*Provided records*
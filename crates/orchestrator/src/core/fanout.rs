//! Concurrent execution of mutually independent stages.
//!
//! Members read one snapshot of the state and run side by side; each resolves
//! through its own timeout and fallback, so a slow member never holds up the
//! others. Progress is reported in completion order; updates are merged only
//! after every member has finished.

use futures::stream::{FuturesUnordered, StreamExt};
use pathfinder_core::{StageId, StageOutcome};
use tracing::debug;

use super::executor::{execute, Stage, StageContract};
use super::progress::ProgressEmitter;
use crate::adapters::Capabilities;
use crate::error::{OrchestratorError, Result};
use crate::state::{CandidateId, ExecutionState};

pub struct FanOut<'s> {
    members: Vec<&'s dyn Stage>,
}

impl<'s> FanOut<'s> {
    /// Build a group, rejecting members that share a write key or read a key
    /// another member writes.
    pub fn new(members: Vec<&'s dyn Stage>) -> Result<Self> {
        let contracts: Vec<StageContract> = members.iter().map(|m| m.contract()).collect();

        for (i, a) in contracts.iter().enumerate() {
            for b in contracts.iter().skip(i + 1) {
                if let Some(key) = a.writes.iter().find(|k| b.writes.contains(k)) {
                    return Err(OrchestratorError::InvalidFanOut(format!(
                        "{} and {} both write {}",
                        a.stage, b.stage, key
                    )));
                }
            }
            for b in contracts.iter().filter(|b| b.stage != a.stage) {
                if let Some(key) = a.reads.iter().find(|k| b.writes.contains(k)) {
                    return Err(OrchestratorError::InvalidFanOut(format!(
                        "{} reads {} written by {}",
                        a.stage, key, b.stage
                    )));
                }
            }
        }

        Ok(Self { members })
    }

    pub fn is_empty(&self) -> bool {
        self.members.is_empty()
    }

    pub fn len(&self) -> usize {
        self.members.len()
    }

    /// Run every member against `targets` and merge the results.
    pub async fn run(
        &self,
        state: &mut ExecutionState,
        capabilities: &Capabilities,
        targets: &[CandidateId],
        progress: &ProgressEmitter,
    ) -> Result<Vec<(StageId, StageOutcome)>> {
        let attempt = state.veto.attempts();

        let reports = {
            let snapshot: &ExecutionState = state;
            let mut pending: FuturesUnordered<_> = self
                .members
                .iter()
                .map(|member| execute(*member, snapshot, capabilities, targets))
                .collect();

            let mut reports = Vec::with_capacity(self.members.len());
            while let Some(report) = pending.next().await {
                let report = report?;
                progress.stage_completed(&report, attempt);
                reports.push(report);
            }
            reports
        };

        let mut outcomes = Vec::with_capacity(reports.len());
        for report in reports {
            debug!(
                request_id = %state.request_id,
                stage = %report.stage,
                "Merging fan-out result"
            );
            outcomes.push((report.stage, report.outcome));
            state.apply(report.update)?;
        }
        Ok(outcomes)
    }
}

#[cfg(test)]
mod tests {
    use super::*;
    use crate::core::executor::{Granularity, StageInput, StageOutput};
    use crate::error::AdapterError;
    use crate::state::{IntentUpdate, StageUpdate, StateKey};
    use async_trait::async_trait;
    use events::Event;
    use pathfinder_core::{
        AccessProfile, ComplexityTier, CostProfile, FitScore, ParsedIntent, PlanRequest,
        PriceConfidence, StageSet, TravelMode,
    };
    use std::collections::BTreeMap;
    use std::time::Duration;
    use tokio::sync::mpsc;
    use tokio::time::Instant;

    /// Enrichment stand-in that sleeps, then either succeeds or fails.
    struct Member {
        stage: StageId,
        key: StateKey,
        reads: Vec<StateKey>,
        delay: Duration,
        fail: bool,
    }

    impl Member {
        fn new(stage: StageId, key: StateKey, delay_ms: u64) -> Self {
            Self {
                stage,
                key,
                reads: vec![StateKey::Candidates],
                delay: Duration::from_millis(delay_ms),
                fail: false,
            }
        }

        fn failing(mut self) -> Self {
            self.fail = true;
            self
        }

        fn update(&self, targets: &[CandidateId], live: bool) -> StageUpdate {
            let ids = targets.iter().cloned();
            match self.key {
                StateKey::Fit => StageUpdate::Fit(
                    ids.map(|id| {
                        let fit = if live { FitScore::new(0.8, 1.0) } else { FitScore::unscored() };
                        (id, fit)
                    })
                    .collect(),
                ),
                StateKey::Cost => StageUpdate::Cost(
                    ids.map(|id| {
                        (
                            id,
                            CostProfile {
                                price_tier: None,
                                confidence: PriceConfidence::None,
                                value_score: 0.3,
                            },
                        )
                    })
                    .collect(),
                ),
                _ => StageUpdate::Access(
                    ids.map(|id| (id, AccessProfile::unknown(TravelMode::Driving)))
                        .collect(),
                ),
            }
        }
    }

    #[async_trait]
    impl Stage for Member {
        fn contract(&self) -> StageContract {
            StageContract::new(self.stage, Granularity::PerCandidate, Duration::from_secs(1))
                .reads(&self.reads)
                .writes(&[self.key])
        }

        async fn run(&self, input: &StageInput<'_>) -> std::result::Result<StageOutput, AdapterError> {
            tokio::time::sleep(self.delay).await;
            if self.fail {
                return Err(AdapterError::unavailable(self.stage.as_str(), "down"));
            }
            Ok(StageOutput::completed(self.update(input.targets, true)))
        }

        fn fallback(&self, input: &StageInput<'_>) -> StageUpdate {
            self.update(input.targets, false)
        }
    }

    fn state() -> ExecutionState {
        let mut state = ExecutionState::new(PlanRequest::new("x"), 2, Duration::from_secs(30));
        state
            .apply(StageUpdate::Intent(Box::new(IntentUpdate {
                intent: ParsedIntent::default(),
                complexity: ComplexityTier::MultiFactor,
                active: StageSet::all(),
                weights: BTreeMap::new(),
                profile: None,
            })))
            .unwrap();
        state
    }

    #[test]
    fn test_overlapping_writes_rejected() {
        let a = Member::new(StageId::Fit, StateKey::Fit, 0);
        let b = Member::new(StageId::Cost, StateKey::Fit, 0);
        let err = FanOut::new(vec![&a as &dyn Stage, &b]).err().unwrap();
        assert!(err.to_string().contains("both write fit"));
    }

    #[test]
    fn test_dependent_read_rejected() {
        let a = Member::new(StageId::Fit, StateKey::Fit, 0);
        let mut b = Member::new(StageId::Cost, StateKey::Cost, 0);
        b.reads.push(StateKey::Fit);
        let err = FanOut::new(vec![&a as &dyn Stage, &b]).err().unwrap();
        assert!(matches!(err, OrchestratorError::InvalidFanOut(_)));
    }

    #[tokio::test(start_paused = true)]
    async fn test_runs_concurrently_and_reports_in_completion_order() {
        let mut state = state();
        let caps = Capabilities::unconfigured();
        let (tx, mut rx) = mpsc::unbounded_channel();
        let progress = ProgressEmitter::new(state.request_id).with_sink(tx);

        let fit = Member::new(StageId::Fit, StateKey::Fit, 300);
        let cost = Member::new(StageId::Cost, StateKey::Cost, 100);
        let access = Member::new(StageId::Access, StateKey::Access, 200);
        let group = FanOut::new(vec![&fit as &dyn Stage, &cost, &access]).unwrap();

        let targets = vec!["a".to_string(), "b".to_string()];
        let started = Instant::now();
        let outcomes = group.run(&mut state, &caps, &targets, &progress).await.unwrap();

        assert_eq!(started.elapsed(), Duration::from_millis(300));
        assert_eq!(outcomes.len(), 3);
        assert_eq!(state.fit.len(), 2);
        assert_eq!(state.cost.len(), 2);
        assert_eq!(state.access.len(), 2);

        drop(progress);
        let mut order = Vec::new();
        while let Some(envelope) = rx.recv().await {
            if let Event::StageCompleted { stage, .. } = envelope.event {
                order.push((envelope.sequence, stage));
            }
        }
        assert_eq!(
            order,
            vec![(1, StageId::Cost), (2, StageId::Access), (3, StageId::Fit)]
        );
    }

    #[tokio::test(start_paused = true)]
    async fn test_slow_member_falls_back_without_blocking_others() {
        let mut state = state();
        let caps = Capabilities::unconfigured();
        let progress = ProgressEmitter::new(state.request_id);

        let fit = Member::new(StageId::Fit, StateKey::Fit, 60_000);
        let cost = Member::new(StageId::Cost, StateKey::Cost, 10);
        let access = Member::new(StageId::Access, StateKey::Access, 10).failing();
        let group = FanOut::new(vec![&fit as &dyn Stage, &cost, &access]).unwrap();

        let targets = vec!["a".to_string()];
        let started = Instant::now();
        let outcomes = group.run(&mut state, &caps, &targets, &progress).await.unwrap();

        assert_eq!(started.elapsed(), Duration::from_secs(1));
        let outcome = |stage| outcomes.iter().find(|(s, _)| *s == stage).map(|(_, o)| *o);
        assert_eq!(outcome(StageId::Fit), Some(StageOutcome::Fallback));
        assert_eq!(outcome(StageId::Cost), Some(StageOutcome::Completed));
        assert_eq!(outcome(StageId::Access), Some(StageOutcome::Fallback));
        assert_eq!(state.fit["a"], FitScore::unscored());
        assert!(state.access.contains_key("a"));
    }
}
use pathfinder_core::StageId;
use serde::{Deserialize, Serialize};
use std::time::Duration;

/// Per-stage call budgets in milliseconds.
#[derive(Debug, Clone, PartialEq, Eq, Serialize, Deserialize)]
#[serde(default)]
pub struct StageTimeouts {
    pub intent_ms: u64,
    pub discovery_ms: u64,
    pub fit_ms: u64,
    pub cost_ms: u64,
    pub access_ms: u64,
    pub risk_ms: u64,
    pub synthesis_ms: u64,
    pub action_ms: u64,
}

impl Default for StageTimeouts {
    fn default() -> Self {
        Self {
            intent_ms: 8_000,
            discovery_ms: 8_000,
            fit_ms: 6_000,
            cost_ms: 4_000,
            access_ms: 4_000,
            risk_ms: 6_000,
            synthesis_ms: 10_000,
            action_ms: 4_000,
        }
    }
}

impl StageTimeouts {
    pub fn for_stage(&self, stage: StageId) -> Duration {
        let ms = match stage {
            StageId::Intent => self.intent_ms,
            StageId::Discovery => self.discovery_ms,
            StageId::Fit => self.fit_ms,
            StageId::Cost => self.cost_ms,
            StageId::Access => self.access_ms,
            StageId::Risk => self.risk_ms,
            StageId::Synthesis => self.synthesis_ms,
            StageId::Action => self.action_ms,
        };
        Duration::from_millis(ms)
    }

    /// Same budget for every stage.
    pub fn uniform(ms: u64) -> Self {
        Self {
            intent_ms: ms,
            discovery_ms: ms,
            fit_ms: ms,
            cost_ms: ms,
            access_ms: ms,
            risk_ms: ms,
            synthesis_ms: ms,
            action_ms: ms,
        }
    }
}

#[derive(Debug, Clone, PartialEq, Serialize, Deserialize)]
#[serde(default)]
pub struct PipelineConfig {
    /// Re-discovery rounds allowed after a veto
    pub max_retries: u32,
    /// Minimum number of venues returned when that many were discovered
    pub floor: usize,
    pub top_n: usize,
    /// Ranked candidates the risk stage checks per attempt
    pub risk_window: usize,
    /// New candidates kept per discovery attempt
    pub discovery_cap: usize,
    /// Same-name venues closer than this are merged
    pub dedup_radius_m: f64,
    pub timeouts: StageTimeouts,
    /// Whole-request budget, bounds the retry loop
    pub deadline_ms: u64,
    /// Time that must remain before another attempt is started
    pub min_retry_budget_ms: u64,
}

impl Default for PipelineConfig {
    fn default() -> Self {
        Self {
            max_retries: 2,
            floor: 3,
            top_n: 3,
            risk_window: 5,
            discovery_cap: 10,
            dedup_radius_m: 100.0,
            timeouts: StageTimeouts::default(),
            deadline_ms: 30_000,
            min_retry_budget_ms: 5_000,
        }
    }
}

impl PipelineConfig {
    pub fn with_max_retries(mut self, max: u32) -> Self {
        self.max_retries = max;
        self
    }

    pub fn with_floor(mut self, floor: usize) -> Self {
        self.floor = floor;
        self
    }

    pub fn with_top_n(mut self, top_n: usize) -> Self {
        self.top_n = top_n;
        self
    }

    pub fn with_risk_window(mut self, window: usize) -> Self {
        self.risk_window = window;
        self
    }

    pub fn with_discovery_cap(mut self, cap: usize) -> Self {
        self.discovery_cap = cap;
        self
    }

    pub fn with_timeouts(mut self, timeouts: StageTimeouts) -> Self {
        self.timeouts = timeouts;
        self
    }

    pub fn with_deadline(mut self, deadline: Duration) -> Self {
        self.deadline_ms = deadline.as_millis() as u64;
        self
    }

    pub fn with_min_retry_budget(mut self, budget: Duration) -> Self {
        self.min_retry_budget_ms = budget.as_millis() as u64;
        self
    }

    pub fn deadline(&self) -> Duration {
        Duration::from_millis(self.deadline_ms)
    }

    pub fn min_retry_budget(&self) -> Duration {
        Duration::from_millis(self.min_retry_budget_ms)
    }

    pub fn timeout_for(&self, stage: StageId) -> Duration {
        self.timeouts.for_stage(stage)
    }

    /// Shortlist length: `top_n`, raised to `floor` when configured below it.
    pub fn shortlist_len(&self) -> usize {
        self.top_n.max(self.floor)
    }
}

/// One venue discovery source.
#[derive(Debug, Clone, PartialEq, Eq, Serialize, Deserialize)]
pub struct SourceEndpoint {
    pub name: String,
    pub url: String,
}

/// Where each external capability lives. Unset entries run on fallbacks.
#[derive(Debug, Clone, Default, PartialEq, Eq, Serialize, Deserialize)]
#[serde(default)]
pub struct CapabilityEndpoints {
    pub intent_model: Option<String>,
    pub fit_scorer: Option<String>,
    pub narrator: Option<String>,
    pub sources: Vec<SourceEndpoint>,
    pub price_lookup: Option<String>,
    pub risk_signals: Option<String>,
    pub risk_history: Option<String>,
    pub identity: Option<String>,
    pub consent: Option<String>,
    /// Sent as a bearer token to every endpoint
    pub api_key: Option<String>,
}
//! Core abstractions for the pipeline execution model.
//!
//! - [`Stage`] - Trait every pipeline stage implements
//! - [`StageContract`] - Declared reads, writes, granularity and timeout
//! - [`execute`] - Runs one stage with timeout and fallback substitution
//! - [`FanOut`] - Runs independent stages concurrently
//! - [`ProgressEmitter`] - Ordered per-request progress events

mod executor;
mod fanout;
mod progress;

pub use executor::{
    execute, Granularity, Stage, StageContract, StageInput, StageOutput, StageReport,
};
pub use fanout::FanOut;
pub use progress::ProgressEmitter;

*What is being asked*
With the first line of the material as the start and the line containing "a.stage, b.stage, key" as the end, repeat that span exactly and add nothing.

*Completed exercise*
filename crates/orchestrator/src/core/fanout.rs
//! Concurrent execution of mutually independent stages.
//!
//! Members read one snapshot of the state and run side by side; each resolves
//! through its own timeout and fallback, so a slow member never holds up the
//! others. Progress is reported in completion order; updates are merged only
//! after every member has finished.

use futures::stream::{FuturesUnordered, StreamExt};
use pathfinder_core::{StageId, StageOutcome};
use tracing::debug;

use super::executor::{execute, Stage, StageContract};
use super::progress::ProgressEmitter;
use crate::adapters::Capabilities;
use crate::error::{OrchestratorError, Result};
use crate::state::{CandidateId, ExecutionState};

pub struct FanOut<'s> {
    members: Vec<&'s dyn Stage>,
}

impl<'s> FanOut<'s> {
    /// Build a group, rejecting members that share a write key or read a key
    /// another member writes.
    pub fn new(members: Vec<&'s dyn Stage>) -> Result<Self> {
        let contracts: Vec<StageContract> = members.iter().map(|m| m.contract()).collect();

        for (i, a) in contracts.iter().enumerate() {
            for b in contracts.iter().skip(i + 1) {
                if let Some(key) = a.writes.iter().find(|k| b.writes.contains(k)) {
                    return Err(OrchestratorError::InvalidFanOut(format!(
                        "{} and {} both write {}",
                        a.stage, b.stage, key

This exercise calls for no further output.